I don't like having a macro that takes a ptr argument and ignores it. I also
would prefer consistency with the impure ptr struct declarations. The atexit0
storage is supposed to be statically guaranteed which is currently accomplished
by being part of the static global reent struct.
The problem is that with the current struct _reent you have per-reent atexit
support. I don't know if this is used in code outside of Newlib by some
system. You can for example add your own my_thread_atexit() which registers
atexit() handlers in the thread-local reent which are called during thread
delete via my_thread_delete_call_atexit(). The patch will be simpler if we
accept to break such systems.
My preference is that you declare a static atexit0_data struct inside impure.c
along-side the impure_data declaration (being controlled by your new
_REENT_GLOBAL_ATEXIT macro).
If we place it in impure.c, then we need this space even if nobody calls atexit().
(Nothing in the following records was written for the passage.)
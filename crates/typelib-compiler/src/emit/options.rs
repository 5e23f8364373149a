//! Compile options.

/// How names that do not resolve to a local entry are treated.
#[derive(Clone, Copy, Debug, Default, PartialEq, Eq)]
pub enum ExternalRefs {
    /// Any unresolved name becomes an external directory entry, to be
    /// looked up by the loader.
    #[default]
    Permissive,
    /// Unresolved names must be qualified with an included namespace.
    Strict,
}

/// Options for one compile.
#[derive(Clone, Debug, Default)]
pub struct CompileOptions {
    pub external_refs: ExternalRefs,
    /// Foreign namespaces external references may point into (strict mode).
    pub includes: Vec<String>,
}

impl CompileOptions {
    pub fn new() -> Self {
        Self::default()
    }

    pub fn strict(mut self, value: bool) -> Self {
        self.external_refs = if value {
            ExternalRefs::Strict
        } else {
            ExternalRefs::Permissive
        };
        self
    }

    pub fn include(mut self, namespace: impl Into<String>) -> Self {
        self.includes.push(namespace.into());
        self
    }

    pub fn is_strict(&self) -> bool {
        self.external_refs == ExternalRefs::Strict
    }

    pub fn includes(&self, namespace: &str) -> bool {
        self.includes.iter().any(|ns| ns == namespace)
    }
}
Then, you have two macros:
_GLOBAL_ATEXIT (which is either _GLOBAL_REENT->_atexit or _impure_atexit
(whatever you call it), which is also declared in impure.c based on the
_REENT_GLOBAL_ATEXIT macro.
and
_GLOBAL_ATEXIT0 (which is either &(_GLOBAL_REENT->_atexit0) or the address of
_impure_atexit0_data or whatever you put in impure.c for atexit0).
It becomes relatively straightforward after that to change the existing code.
In _reclaim_reent() we have "&ptr->_atexit0". Changing this to
"&(_GLOBAL_REENT->_atexit0" alters the behaviour.
I probably would not have bothered moving the _atexit pointer out of the struct
myself since it is such a minor gain compared to the atexit0 savings but whatever.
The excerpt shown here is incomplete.